» **DATA TO USE**:
//! Events drained by the coordination context
//!
//! Everything that can change desired or actual state arrives here, in
//! order, over a single unbounded queue.

use vidproc_format::ConversionError;

use crate::actor::CaptureDevice;
use crate::config::RendererSettings;
use crate::types::{CaptureDeviceState, CaptureInputId, CardState, DeviceId, RendererState, VideoState};

/// Intent from the host
#[derive(Debug, Clone, PartialEq)]
pub enum UserCommand {
    /// Switch to a device, or detach with `None`
    SelectDevice(Option<DeviceId>),
    /// Switch input on the attached device
    SelectInput(CaptureInputId),
    /// Rebuild the renderer; clears a `Failed` state
    RestartRenderer,
    /// Lightweight renderer reset
    ResetRenderer,
    /// Set full-screen intent; rebuilds the renderer
    SetFullScreen(bool),
    /// Flip full-screen intent; rebuilds the renderer
    ToggleFullScreen,
    /// Set the capture timing offset and reset the renderer
    SetTimingOffsetMs(i32),
    /// Change the renderer queue limit live
    SetFrameQueueMaxSize(usize),
    /// Replace renderer settings; rebuilds the renderer
    UpdateRendererSettings(RendererSettings),
    /// Tear everything down and stop
    Terminate,
}

/// Event for the coordinator
#[derive(Debug)]
pub enum PipelineEvent {
    /// Discovery found a device; ownership moves into the pipeline
    DeviceFound(Box<dyn CaptureDevice>),

    /// Discovery lost a device
    DeviceLost(DeviceId),

    /// Device lifecycle callback
    DeviceStateChanged {
        /// Reporting device
        device: DeviceId,
        /// New state
        state: CaptureDeviceState,
    },

    /// Card status callback
    CardStateChanged {
        /// Reporting device
        device: DeviceId,
        /// New card status
        state: CardState,
    },

    /// Video format callback
    VideoStateChanged {
        /// Reporting device
        device: DeviceId,
        /// New video state
        state: VideoState,
        /// Whether the live renderer accepted it; `true` when none was live
        renderer_accepted: bool,
    },

    /// A frame could not be converted for the renderer
    ConversionFailed {
        /// Reporting device
        device: DeviceId,
        /// Converter error
        error: ConversionError,
    },

    /// Renderer lifecycle callback
    RendererStateChanged {
        /// Renderer instance the event belongs to
        generation: u64,
        /// New state
        state: RendererState,
    },

    /// Renderer detail text
    RendererDetail {
        /// Renderer instance the event belongs to
        generation: u64,
        /// Detail text
        detail: String,
    },

    /// Host intent
    Command(UserCommand),

    /// Scheduled tick
    Tick,
}

impl From<UserCommand> for PipelineEvent {
    fn from(command: UserCommand) -> Self {
        PipelineEvent::Command(command)
    }
}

» **EXERCISE INSTRUCTIONS**: Within the entries, how many lines contain the word "CaptureDeviceState"? Answer with a number alone.

» **OUTPUT BELOW**: 2